Task goal:
Quote exactly the lines spanning from the top of the data below to the line that contains "let _ = tracing_subscriber::fmt()", including both.

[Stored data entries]
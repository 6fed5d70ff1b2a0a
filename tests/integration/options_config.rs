#![allow(missing_docs)]

use std::sync::atomic::Ordering;
use std::sync::Arc;

use forest_cache::document::{DocumentBuilder, FieldBuilder, SelectionSetBuilder};
use forest_cache::{
    CacheErrorWithCode, CacheOptions, CounterMetrics, ForestCache, NodeKey, OperationRequest,
    Result,
};
use serde_json::json;
use tracing_subscriber::EnvFilter;

fn init_tracing() {
    let _ = tracing_subscriber::fmt()
        .with_env_filter(EnvFilter::from_default_env())
        .with_test_writer()
        .try_init();
}

const CONFIG: &str = r#"
max_operation_count = 3
initial_capacity_hint = 16
transient_descriptor_capacity = 2

[possible_types]
Actor = ["User", "Bot"]

[identity]
id_field = "uuid"
without_identity = ["Settings"]
"#;

#[test]
fn toml_options_drive_the_cache() -> Result<()> {
    init_tracing();
    let options = CacheOptions::from_toml_str(CONFIG)?;
    assert_eq!(options.max_operation_count, 3);
    assert_eq!(options.transient_descriptor_capacity, 2);
    let mut cache = ForestCache::new(options)?;

    let doc = DocumentBuilder::query("Actor")
        .select(SelectionSetBuilder::new().field_with(
            FieldBuilder::new("actor").typed("Actor").select(
                SelectionSetBuilder::new()
                    .field("__typename")
                    .field("uuid")
                    .inline_fragment(Some("Actor"), SelectionSetBuilder::new().field("handle"))
                    .object("settings", SelectionSetBuilder::new().field("mute")),
            ),
        ))
        .build();
    let result = json!({"actor": {
        "__typename": "Bot",
        "uuid": "b-1",
        "handle": "@helper",
        "settings": {"__typename": "Settings", "uuid": "s-1", "mute": true}
    }});
    let report = cache.write(OperationRequest::new(doc.clone()), &result)?;
    assert!(report.complete);
    assert!(cache.forest().contains(&NodeKey::entity("Bot", "b-1")));
    assert!(!cache.forest().contains(&NodeKey::entity("Settings", "s-1")));

    let read = cache.read(OperationRequest::new(doc))?;
    assert!(read.complete);
    assert_eq!(read.data["actor"]["handle"], json!("@helper"));
    assert_eq!(read.data["actor"]["settings"], json!({"mute": true}));
    Ok(())
}

#[test]
fn invalid_options_report_their_code() {
    let err = CacheOptions::from_toml_str("max_operation_count = 0").unwrap_err();
    let rendered = CacheErrorWithCode(&err).to_string();
    assert!(rendered.starts_with("[Configuration]"), "{rendered}");

    let err = ForestCache::new(CacheOptions::new(4).transient_descriptor_capacity(0))
        .err()
        .expect("zero transient capacity is rejected");
    assert_eq!(err.code(), "Configuration");
}

#[test]
fn metrics_count_hits_misses_and_partial_reads() -> Result<()> {
    init_tracing();
    let metrics = Arc::new(CounterMetrics::default());
    let mut cache = ForestCache::new(CacheOptions::new(8).metrics(metrics.clone()))?;
    let doc = DocumentBuilder::query("Viewer")
        .select(SelectionSetBuilder::new().field_with(
            FieldBuilder::new("viewer")
                .typed("User")
                .select(SelectionSetBuilder::new().field("id").field("name")),
        ))
        .build();

    cache.read(OperationRequest::new(doc.clone()))?;
    cache.write(OperationRequest::new(doc.clone()), &json!({"viewer": {"id": "u1", "name": "Ann"}}))?;
    cache.read(OperationRequest::new(doc.clone()))?;
    cache.read(OperationRequest::new(doc))?;
    cache.gc();

    assert_eq!(metrics.writes_admitted.load(Ordering::Relaxed), 1);
    assert_eq!(metrics.read_misses.load(Ordering::Relaxed), 2);
    assert_eq!(metrics.read_hits.load(Ordering::Relaxed), 1);
    assert_eq!(metrics.partial_reads.load(Ordering::Relaxed), 1);
    assert_eq!(metrics.gc_runs.load(Ordering::Relaxed), 1);
    Ok(())
}
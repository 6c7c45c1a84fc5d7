use crate::ui::mvi::Reducer;
use crate::ui::scene::intent::SceneIntent;
use crate::ui::scene::state::{Scene, SceneMode, SceneState};

pub struct SceneReducer;

impl Reducer for SceneReducer {
    type State = SceneState;
    type Intent = SceneIntent;

    fn reduce(state: Self::State, intent: Self::Intent) -> Self::State {
        match (state.scene, intent) {
            (Scene::Landing, SceneIntent::Tap) => SceneState {
                scene: Scene::InvitationForm,
                ..state
            },
            (Scene::ThemeSelect, SceneIntent::ThemeChosen(id)) => SceneState {
                scene: Scene::InvitationForm,
                theme: Some(id),
                ..state
            },
            (Scene::InvitationForm, SceneIntent::SubmissionSucceeded) => SceneState {
                scene: Scene::Success,
                ..state
            },
            (Scene::InvitationForm | Scene::Success, SceneIntent::Back)
                if state.mode == SceneMode::Picker =>
            {
                SceneState::picker()
            }
            _ => state,
        }
    }
}
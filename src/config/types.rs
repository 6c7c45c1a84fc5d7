use std::path::PathBuf;
use std::time::Duration;

use serde::{Deserialize, Serialize};

use crate::ui::effects::EffectTimings;

/// Root configuration container.
#[derive(Debug, Clone, Default, PartialEq, Eq, Serialize, Deserialize)]
pub struct Config {
    #[serde(default)]
    pub endpoint: EndpointConfig,
    #[serde(default)]
    pub themes: ThemesConfig,
    #[serde(default)]
    pub timings: TimingsConfig,
    #[serde(default)]
    pub logging: LoggingConfig,
}

/// Where RSVPs are posted.
#[derive(Debug, Clone, PartialEq, Eq, Serialize, Deserialize)]
pub struct EndpointConfig {
    /// Form-collection URL that accepts a JSON POST.
    #[serde(default = "default_endpoint_url")]
    pub url: String,
    /// Connection timeout in seconds. Unset means the platform default.
    #[serde(default)]
    pub connect_timeout_seconds: Option<u32>,
}

#[derive(Debug, Clone, PartialEq, Eq, Serialize, Deserialize)]
pub struct ThemesConfig {
    /// Start from the theme picker instead of the door.
    #[serde(default)]
    pub selectable: bool,
    /// Theme used when the picker is off (e.g. "perk", "garden").
    #[serde(default = "default_theme")]
    pub default: String,
}

/// Effect and toast durations, in milliseconds.
#[derive(Debug, Clone, PartialEq, Eq, Serialize, Deserialize)]
pub struct TimingsConfig {
    #[serde(default = "default_validation_toast_ms")]
    pub validation_toast_ms: u64,
    #[serde(default = "default_maybe_toast_ms")]
    pub maybe_toast_ms: u64,
    #[serde(default = "default_error_toast_ms")]
    pub error_toast_ms: u64,
    #[serde(default = "default_celebration_ms")]
    pub celebration_ms: u64,
    #[serde(default = "default_redirect_ms")]
    pub redirect_ms: u64,
    /// Offsets of the staggered confetti bursts after a Yes.
    #[serde(default = "default_burst_offsets_ms")]
    pub burst_offsets_ms: Vec<u64>,
}

#[derive(Debug, Clone, PartialEq, Eq, Serialize, Deserialize)]
pub struct LoggingConfig {
    /// `tracing` filter directive, overridden by `RUST_LOG`.
    #[serde(default = "default_log_level")]
    pub level: String,
    /// Log file. Defaults to the platform cache directory.
    #[serde(default)]
    pub file: Option<PathBuf>,
}

fn default_endpoint_url() -> String {
    "http://127.0.0.1:8080/rsvp".to_string()
}

fn default_theme() -> String {
    "perk".to_string()
}

fn default_validation_toast_ms() -> u64 {
    2000
}

fn default_maybe_toast_ms() -> u64 {
    4000
}

fn default_error_toast_ms() -> u64 {
    3000
}

fn default_celebration_ms() -> u64 {
    2500
}

fn default_redirect_ms() -> u64 {
    2000
}

fn default_burst_offsets_ms() -> Vec<u64> {
    vec![0, 200, 400]
}

fn default_log_level() -> String {
    "info".to_string()
}

impl Default for EndpointConfig {
    fn default() -> Self {
        Self {
            url: default_endpoint_url(),
            connect_timeout_seconds: None,
        }
    }
}

impl Default for ThemesConfig {
    fn default() -> Self {
        Self {
            selectable: false,
            default: default_theme(),
        }
    }
}

impl Default for TimingsConfig {
    fn default() -> Self {
        Self {
            validation_toast_ms: default_validation_toast_ms(),
            maybe_toast_ms: default_maybe_toast_ms(),
            error_toast_ms: default_error_toast_ms(),
            celebration_ms: default_celebration_ms(),
            redirect_ms: default_redirect_ms(),
            burst_offsets_ms: default_burst_offsets_ms(),
        }
    }
}

impl Default for LoggingConfig {
    fn default() -> Self {
        Self {
            level: default_log_level(),
            file: None,
        }
    }
}

impl TimingsConfig {
    pub fn validation_toast(&self) -> Duration {
        Duration::from_millis(self.validation_toast_ms)
    }

    pub fn error_toast(&self) -> Duration {
        Duration::from_millis(self.error_toast_ms)
    }

    pub fn effects(&self) -> EffectTimings {
        EffectTimings {
            celebration: Duration::from_millis(self.celebration_ms),
            redirect: Duration::from_millis(self.redirect_ms),
            maybe_notice: Duration::from_millis(self.maybe_toast_ms),
            burst_offsets: self
                .burst_offsets_ms
                .iter()
                .copied()
                .map(Duration::from_millis)
                .collect(),
        }
    }
}
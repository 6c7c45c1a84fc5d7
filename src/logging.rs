use std::fs::{self, File};
use std::path::PathBuf;
use std::sync::Mutex;

use tracing_subscriber::EnvFilter;
use tracing_subscriber::{fmt, layer::SubscriberExt, util::SubscriberInitExt};

use crate::config::LoggingConfig;

/// `~/.cache/knock-rsvp/knock-rsvp.log` on Linux, the platform equivalent
/// elsewhere.
pub fn default_log_path() -> PathBuf {
    let cache_dir = dirs::cache_dir().unwrap_or_else(|| PathBuf::from("."));
    cache_dir.join("knock-rsvp").join("knock-rsvp.log")
}

/// Resolve the filter: `RUST_LOG` wins, then the configured level.
pub fn build_filter(level: &str) -> EnvFilter {
    EnvFilter::try_from_default_env()
        .or_else(|_| EnvFilter::try_new(level))
        .unwrap_or_else(|_| EnvFilter::new("info"))
}

/// Initialize tracing into a log file.
///
/// The terminal belongs to the TUI, so nothing is ever written to stdout or
/// stderr. If the log file cannot be created, logging stays off.
pub fn init_tracing(config: &LoggingConfig) {
    let path = config.file.clone().unwrap_or_else(default_log_path);
    if let Some(parent) = path.parent() {
        let _ = fs::create_dir_all(parent);
    }

    let Ok(file) = File::create(&path) else {
        eprintln!("Warning: Failed to create log file: {}", path.display());
        return;
    };

    let file_layer = fmt::layer()
        .with_writer(Mutex::new(file))
        .with_ansi(false)
        .with_target(true)
        .with_level(true)
        .with_timer(fmt::time::UtcTime::rfc_3339());

    tracing_subscriber::registry()
        .with(build_filter(&config.level))
        .with(file_layer)
        .init();
}

#[cfg(test)]
mod tests {
    use super::*;

    #[test]
    fn default_path_ends_with_app_log() {
        let path = default_log_path();
        assert!(path.ends_with("knock-rsvp/knock-rsvp.log"));
    }
}
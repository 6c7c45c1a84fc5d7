//! Single-slot toast notification.
//!
//! The deadline lives in the state, so a replacement toast carries its own
//! expiry and an older deadline can never hide it early.

mod intent;
mod reducer;
mod state;

pub use intent::ToastIntent;
pub use reducer::ToastReducer;
pub use state::{Toast, ToastKind, ToastState};
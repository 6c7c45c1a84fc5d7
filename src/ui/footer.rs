use crate::ui::scene::{Scene, SceneMode};
use crate::ui::theme::{GLOBAL_BORDER, HEADER_TEXT};
use ratatui::layout::{Alignment, Rect};
use ratatui::style::{Modifier, Style};
use ratatui::text::{Line, Span};
use ratatui::widgets::{Block, Borders, Paragraph};

const VERSION: &str = env!("CARGO_PKG_VERSION");

pub struct Footer;

impl Default for Footer {
    fn default() -> Self {
        Self::new()
    }
}

impl Footer {
    pub fn new() -> Self {
        Self
    }

    pub fn hints(scene: Scene, mode: SceneMode) -> &'static str {
        match (scene, mode) {
            (Scene::Landing, _) => " Enter: Open │ Esc: Quit",
            (Scene::ThemeSelect, _) => " Up/Down: Move │ Enter: Choose │ Esc: Quit",
            (Scene::InvitationForm, SceneMode::Picker) => {
                " Tab: Next │ 1/2/3: Answer │ Ctrl+S: Send │ Esc: Themes │ Ctrl+Q: Quit"
            }
            (Scene::InvitationForm, SceneMode::Door) => {
                " Tab: Next │ 1/2/3: Answer │ Ctrl+S: Send │ Ctrl+Q: Quit"
            }
            (Scene::Success, SceneMode::Picker) => " Esc: Themes │ q: Quit",
            (Scene::Success, SceneMode::Door) => " q: Quit",
        }
    }

    pub fn widget(&self, area: Rect, scene: Scene, mode: SceneMode) -> Paragraph<'static> {
        let hints = Self::hints(scene, mode);
        let version = format!("v{} ", VERSION);

        // Calculate padding using char count, not byte count (for Unicode)
        let hints_width = hints.chars().count();
        let version_width = version.chars().count();
        let content_width = area.width.saturating_sub(2) as usize; // minus borders
        let padding = content_width
            .saturating_sub(hints_width)
            .saturating_sub(version_width);

        let text_style = Style::default().fg(HEADER_TEXT).add_modifier(Modifier::DIM);

        let line = Line::from(vec![
            Span::styled(hints, text_style),
            Span::styled(" ".repeat(padding), text_style),
            Span::styled(version, text_style),
        ]);

        Paragraph::new(line)
            .style(text_style)
            .alignment(Alignment::Left)
            .block(
                Block::default()
                    .borders(Borders::ALL)
                    .border_style(Style::default().fg(GLOBAL_BORDER)),
            )
    }
}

The completed task:
repository 6fed5d70ff1b2a0a
filename tests/integration/options_config.rs
#![allow(missing_docs)]

use std::sync::atomic::Ordering;
use std::sync::Arc;

use forest_cache::document::{DocumentBuilder, FieldBuilder, SelectionSetBuilder};
use forest_cache::{
    CacheErrorWithCode, CacheOptions, CounterMetrics, ForestCache, NodeKey, OperationRequest,
    Result,
};
use serde_json::json;
use tracing_subscriber::EnvFilter;

fn init_tracing() {
    let _ = tracing_subscriber::fmt()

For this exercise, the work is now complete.